Take a look at what the Denver Broncos premiere cornerback Chris Harris will be due in salary over the next four seasons:

2015 Contract details by year 25 $900,000 $2,000,000 - $100,000 $3,000,000 $10,200,000
2016 Contract details by year 26 $6,900,000 $2,000,000 - $100,000 $9,000,000 $15,000,000
2017 Contract details by year 27 $6,900,000 $2,000,000 $866,666 $100,000 $9,866,666 $6,100,000
2018 Contract details by year 28 $7,400,000 $2,000,000 $866,666 $100,000 $10,366,666 $3,733,334
2019 Contract details by year 29 $7,800,000 - $866,668 $100,000 $8,766,668 $866,668

(contract numbers courtesy of

There isn't even a single season which Harris even sniffs what Josh Norman will get to play cornerback this season. Forget about Harris reaching the $16 million per season that Norman is seeking ever during the terms of Harris's current contract.


Harris signed a 5 year, $42,500,000 contract with the Denver Broncos, including a $10,000,000 signing bonus, $24,000,000 guaranteed, and an average annual salary of $8,500,000. In 2016, Harris will earn a base salary of $6,900,000 and a workout bonus of $100,000. Harris has a cap hit of $9,000,000 while his dead money value is $15,000,000.

What Spotrac refrained from mentioning was that Harris took a team-first contract in December 2014 and has defered from showing any regret publicly.

However, he deserves to be paid among the NFL's top five cornerbacks and if not now, he will definitely deserve to be compensated in that range prior to the end of his contract.

This brings up a larger point-- contracts, the Broncos currently have 15 roster members that are not signed for next season, 9 of them are currently penciled in as 2016 starters Von Miller, DeMarcus Ware, Emmanuel Sanders, Mark Sanchez, Britton Colquitt, Darian Stewart, Brandon Marshall and Sylvester Williams and 3 of the 15 are Kayvon Webster, Jordan Norwood and Vance Walker.

That's arguably 10 players that Denver fans would like to have back (minus one of the current 12 signed starters, because I think most would understand Ware retiring. Minus another of the current 12 starters, because Broncos fans could just as easily want Sanchez gone before this season starts). If this offseason was an intense offseason, imagine what 2017 could hold.

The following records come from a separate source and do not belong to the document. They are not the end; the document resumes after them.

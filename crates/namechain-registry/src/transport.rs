//! Outbound bridge transport
//!
//! Committed transactions hand their queued envelopes to a `BridgeTransport`.
//! `BridgeBroadcast` fans them out to any number of relayers over a tokio
//! broadcast channel; a relayer that falls behind sees `RecvError::Lagged`
//! and must resynchronise from the sender's sequence numbers.

use std::sync::Arc;

use tokio::sync::broadcast;

use crate::sequencing::BridgeEnvelope;

/// Broadcast channel capacity
const BROADCAST_CAPACITY: usize = 1024;

/// Sink for committed outbound messages
pub trait BridgeTransport: Send + Sync {
    /// Publish one envelope. Delivery is fire-and-forget.
    fn send(&self, envelope: BridgeEnvelope);
}

/// Bridge envelope broadcast channel
#[derive(Clone)]
pub struct BridgeBroadcast {
    tx: broadcast::Sender<Arc<BridgeEnvelope>>,
}

impl BridgeBroadcast {
    pub fn new() -> Self {
        let (tx, _) = broadcast::channel(BROADCAST_CAPACITY);
        Self { tx }
    }

    /// Broadcast an envelope to all subscribed relayers
    ///
    /// Returns the number of receivers that got the envelope, 0 if nobody
    /// is subscribed.
    pub fn broadcast(&self, envelope: BridgeEnvelope) -> usize {
        let sequence = envelope.sequence;
        match self.tx.send(Arc::new(envelope)) {
            Ok(count) => {
                tracing::debug!(receivers = count, sequence, "Broadcast bridge envelope");
                count
            }
            Err(_) => {
                tracing::debug!(sequence, "No relayer subscribed, envelope dropped");
                0
            }
        }
    }

    pub fn subscribe(&self) -> broadcast::Receiver<Arc<BridgeEnvelope>> {
        self.tx.subscribe()
    }

    pub fn subscriber_count(&self) -> usize {
        self.tx.receiver_count()
    }
}

impl Default for BridgeBroadcast {
    fn default() -> Self {
        Self::new()
    }
}

impl BridgeTransport for BridgeBroadcast {
    fn send(&self, envelope: BridgeEnvelope) {
        self.broadcast(envelope);
    }
}

#[cfg(test)]
mod tests {
    use super::*;
    use alloy_primitives::{Bytes, U256};
    use namechain_core::Side;

    fn envelope(sequence: u64) -> BridgeEnvelope {
        BridgeEnvelope {
            origin: Side::L2,
            token: U256::from(1u8),
            sequence,
            payload: Bytes::from_static(&[0x03]),
        }
    }

    #[test]
    fn test_broadcast_no_receivers() {
        let broadcast = BridgeBroadcast::new();
        assert_eq!(broadcast.broadcast(envelope(0)), 0);
    }

    #[test]
    fn test_broadcast_with_receiver() {
        let broadcast = BridgeBroadcast::new();
        let mut rx = broadcast.subscribe();

        assert_eq!(broadcast.broadcast(envelope(0)), 1);
        broadcast.send(envelope(1));

        assert_eq!(rx.try_recv().unwrap().sequence, 0);
        assert_eq!(rx.try_recv().unwrap().sequence, 1);
        assert!(rx.try_recv().is_err());
    }

    #[test]
    fn test_subscriber_count() {
        let broadcast = BridgeBroadcast::new();
        assert_eq!(broadcast.subscriber_count(), 0);

        let _rx1 = broadcast.subscribe();
        let _rx2 = broadcast.clone().subscribe();
        assert_eq!(broadcast.subscriber_count(), 2);
    }
}
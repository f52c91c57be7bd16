//! Rent pricing: base rates, expiry premium decay, duration discounts and
//! decimal conversion
//!
//! ## Premium
//!
//! After a name's grace period ends, re-registering it costs an extra premium
//! that starts at `initial_premium` and halves every `premium_halving_period`:
//! ```text
//! t        = now - (expiry + grace_period)
//! premium  = halving(initial, t, period) - halving(initial, window, period)   for 0 < t < window
//!          = 0                                                               otherwise
//! ```
//! Subtracting the value at the end of the window makes the premium reach zero
//! continuously instead of dropping from a small positive amount.
//!
//! ## Fractional halving
//!
//! `halving(v, n, d) ≈ v * 2^(-n/d)` in integer math. Whole halvings are a
//! right shift; the remaining fraction is quantized to 32 bits and applied as a
//! product of precomputed Q96 constants `2^(-1/2^k)`. Each of the up to 32
//! products floors, so the absolute error is a few dozen units at most. The
//! 1e-5 relative bound against the exact exponential therefore holds only for
//! results of at least 1e8 units, which is 1e-4 of a price unit at the
//! default 12 decimals.

use std::sync::OnceLock;

use alloy_primitives::U256;
use serde::{Deserialize, Serialize};

use crate::config::{DiscountOverflow, PricingConfig, Validate, ZeroRatePolicy, DISCOUNT_SCALE};
use crate::error::PriceError;

/// Fixed-point precision of the halving constants
const Q: usize = 96;

/// Bits of the fractional exponent
const FRACTION_BITS: usize = 32;

/// Rent price in the internal price unit
#[derive(Debug, Clone, Copy, PartialEq, Eq, Default, Serialize, Deserialize)]
pub struct PriceQuote {
    pub base: U256,
    pub premium: U256,
}

impl PriceQuote {
    pub fn total(&self) -> Result<U256, PriceError> {
        self.base
            .checked_add(self.premium)
            .ok_or(PriceError::Overflow { what: "quote total" })
    }
}

/// Pure pricing functions over a validated `PricingConfig`
#[derive(Debug, Clone)]
pub struct PriceCurve {
    config: PricingConfig,
}

impl PriceCurve {
    pub fn new(config: PricingConfig) -> Result<Self, PriceError> {
        config.validate().map_err(PriceError::InvalidConfig)?;
        Ok(Self { config })
    }

    pub fn config(&self) -> &PricingConfig {
        &self.config
    }

    /// Per-second rate for a label of `label_length` characters.
    pub fn rate(&self, label_length: usize) -> U256 {
        let rates = &self.config.base_rates;
        let index = label_length.clamp(1, rates.len()) - 1;
        rates[index]
    }

    /// Whether labels of this length can be priced at all.
    pub fn is_priced(&self, label_length: usize) -> bool {
        label_length > 0
            && (!self.rate(label_length).is_zero()
                || self.config.zero_rate_policy == ZeroRatePolicy::Free)
    }

    /// `rate(label_length) * duration`, without discount.
    pub fn base_price(&self, label_length: usize, duration: u64) -> Result<U256, PriceError> {
        self.rate(label_length)
            .checked_mul(U256::from(duration))
            .ok_or(PriceError::Overflow { what: "base price" })
    }

    /// Base price after the duration discount, rounded up.
    pub fn discounted_base_price(
        &self,
        label_length: usize,
        duration: u64,
    ) -> Result<U256, PriceError> {
        let base = self.base_price(label_length, duration)?;
        let keep = DISCOUNT_SCALE - self.discount(duration);
        let scaled = base
            .checked_mul(keep)
            .ok_or(PriceError::Overflow { what: "discounted base price" })?;
        Ok(div_ceil(scaled, DISCOUNT_SCALE))
    }

    /// Premium owed when registering at `now` a name that expired at `expiry`.
    pub fn premium(&self, expiry: u64, now: u64) -> U256 {
        let start = expiry.saturating_add(self.config.grace_period);
        if now <= start {
            return U256::ZERO;
        }

        let elapsed = now - start;
        let window = self.config.premium_window;
        if elapsed >= window {
            return U256::ZERO;
        }

        let period = self.config.premium_halving_period;
        let initial = self.config.initial_premium;
        halving(initial, elapsed, period).saturating_sub(halving(initial, window, period))
    }

    /// Cumulative discount for `duration`, scaled by `DISCOUNT_SCALE`.
    pub fn discount(&self, duration: u64) -> U256 {
        let mut start_time = 0u64;
        let mut start_discount = U256::ZERO;
        let mut slope: Option<(U256, u64)> = None;

        for point in &self.config.discount_points {
            let end_time = start_time.saturating_add(point.duration_delta);
            let rise = point.discount.saturating_sub(start_discount);

            if duration <= end_time {
                let progress = U256::from(duration - start_time);
                return start_discount + rise * progress / U256::from(point.duration_delta);
            }

            start_time = end_time;
            start_discount = point.discount;
            slope = Some((rise, point.duration_delta));
        }

        match (self.config.discount_overflow, slope) {
            (DiscountOverflow::Extrapolate, Some((rise, run))) => {
                let extra = rise * U256::from(duration - start_time) / U256::from(run);
                start_discount.saturating_add(extra).min(DISCOUNT_SCALE)
            }
            _ => start_discount,
        }
    }

    /// Full quote for registering or renewing `label`.
    ///
    /// `expiry` is the name's current expiry (0 if it has never been
    /// registered), which drives the premium.
    pub fn price(
        &self,
        label: &str,
        expiry: u64,
        duration: u64,
        now: u64,
    ) -> Result<PriceQuote, PriceError> {
        let length = label.chars().count();
        if !self.is_priced(length) {
            return Err(PriceError::LabelLengthNotPriced { length });
        }

        Ok(PriceQuote {
            base: self.discounted_base_price(length, duration)?,
            premium: self.premium(expiry, now),
        })
    }
}
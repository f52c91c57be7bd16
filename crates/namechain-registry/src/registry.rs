//! Permissioned registry
//!
//! A registry instance is a handle around its address. Its name records live
//! in the shared datastore; ownership, approvals, roles and token observers
//! live in per-registry `RegistryTables`.
//!
//! ## Name lifecycle
//!
//! ```text
//! UNREGISTERED --register--> ACTIVE --time--> EXPIRED --register--> ACTIVE (generation + 1)
//!                              |
//!                              +--relinquish--> RELINQUISHED --register--> ACTIVE (generation + 1)
//! ```
//!
//! Role grants on a token are scoped to its versioned token id, so a new
//! generation always starts without the previous holder's roles.

use std::collections::{HashMap, HashSet};

use alloy_primitives::{Address, U256};
use namechain_core::name::{canonical_id, generation_of, label_to_token_id, validate_label};
use namechain_core::roles::roles;
use namechain_core::{RoleBitmap, ROOT_RESOURCE};

use crate::access::AccessControl;
use crate::error::{RegistryError, Result};
use crate::events::Event;
use crate::hooks::EjectionRequest;
use crate::state::ChainState;
use crate::store::{NameState, RegistryEntry, FLAG_RELINQUISHED};

/// Ownership and permission tables of one registry instance
#[derive(Debug, Clone, Default)]
pub struct RegistryTables {
    pub(crate) access: AccessControl,
    /// canonical id -> holder
    owners: HashMap<U256, Address>,
    /// (owner, operator)
    approvals: HashSet<(Address, Address)>,
    /// canonical id -> observer address
    observers: HashMap<U256, Address>,
}

#[derive(Debug, Clone, Copy, PartialEq, Eq, Hash)]
pub struct PermissionedRegistry {
    address: Address,
}
//! namechain-registry: stateful registry, bridge controllers and registrar
//!
//! One `Chain` per side of the bridge holds a `ChainState` with every
//! registry, controller table, payment token and queued message of that side.
//! Operations run through `Chain::execute`, which makes them all-or-nothing.

pub mod access;
pub mod chain;
pub mod ejection;
pub mod error;
pub mod events;
pub mod hooks;
pub mod lookup;
pub mod migration;
pub mod registrar;
pub mod registry;
pub mod sequencing;
pub mod state;
pub mod store;
pub mod token;
pub mod transport;

pub use access::AccessControl;
pub use chain::Chain;
pub use ejection::EjectionController;
pub use error::{ErrorKind, RegistryError, Result};
pub use events::Event;
pub use hooks::{EjectionRequest, EjectionSink, TokenObserver};
pub use lookup::{NameInfo, NameLookup, ResolverMatch};
pub use migration::{LegacyName, MigrationController};
pub use registrar::{RegisterRequest, Registrar};
pub use registry::PermissionedRegistry;
pub use sequencing::{BridgeEnvelope, BridgeReceiver, BridgeSender};
pub use state::ChainState;
pub use store::{NameState, RegistryDatastore, RegistryEntry};
pub use token::{Erc20Ledger, ReturnBehavior};
pub use transport::{BridgeBroadcast, BridgeTransport};
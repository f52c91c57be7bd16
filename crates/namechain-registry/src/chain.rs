//! Transaction boundary for one side of the bridge

use std::sync::Arc;

use namechain_core::Side;

use crate::error::Result;
use crate::events::Event;
use crate::state::ChainState;
use crate::transport::BridgeTransport;

/// A simulated chain: state plus the transport its bridge messages leave by
pub struct Chain {
    state: ChainState,
    transport: Arc<dyn BridgeTransport>,
}

impl Chain {
    pub fn new(side: Side, genesis_time: u64, transport: Arc<dyn BridgeTransport>) -> Self {
        Self {
            state: ChainState::new(side, genesis_time),
            transport,
        }
    }

    pub fn side(&self) -> Side {
        self.state.side()
    }

    pub fn now(&self) -> u64 {
        self.state.now()
    }

    pub fn set_time(&mut self, now: u64) {
        self.state.set_now(now);
    }

    pub fn advance_time(&mut self, seconds: u64) {
        let now = self.state.now().saturating_add(seconds);
        self.state.set_now(now);
    }

    pub fn state(&self) -> &ChainState {
        &self.state
    }

    /// Committed events, oldest first
    pub fn events(&self) -> &[Event] {
        self.state.events()
    }

    pub fn take_events(&mut self) -> Vec<Event> {
        self.state.take_events()
    }

    /// Run `operation` atomically.
    ///
    /// On success queued bridge messages are published; on failure every
    /// mutation made by the operation is discarded.
    pub fn execute<T, F>(&mut self, operation: F) -> Result<T>
    where
        F: FnOnce(&mut ChainState) -> Result<T>,
    {
        let snapshot = self.state.clone();

        match operation(&mut self.state) {
            Ok(value) => {
                let outbox = self.state.take_outbox();
                if !outbox.is_empty() {
                    tracing::info!(side = %self.side(), messages = outbox.len(), "Publishing bridge messages");
                }
                for envelope in outbox {
                    self.transport.send(envelope);
                }
                Ok(value)
            }
            Err(e) => {
                tracing::warn!(side = %self.side(), code = e.code(), error = %e, "Transaction reverted");
                self.state = snapshot;
                Err(e)
            }
        }
    }
}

Here is the good news, in 2017 the Broncos currently have the 5th most cap space in the NFL ($60,314,229). The other side of that is that of their current roster only 23 players are signed into 2017, that's the least amout of players signed through 2017 in the NFL (the Jacksonville Jaguars currently have 51 players signed through 2017 and lead the NFL in that category). Denver seems fine with making Von Miller the highest paid defensive player in the NFL, so that will eat into some portion and as much as over 33.3% of Denver's available cap dollars for 2017.

The Broncos can establish themselves as a destination resort to upcoming free agents by taking care of guys like Miller, Sanders and Stewart now and through mid-season, but they can win-over the locker room (and save a lot of headaches) by giving Harris a more deserving raise in the form of a contract extension in 2016.

One easy idea that I've advocated for is drafting a quarterback as early as possible, which would free up large amounts of cap dollars for the next 4-5 seasons.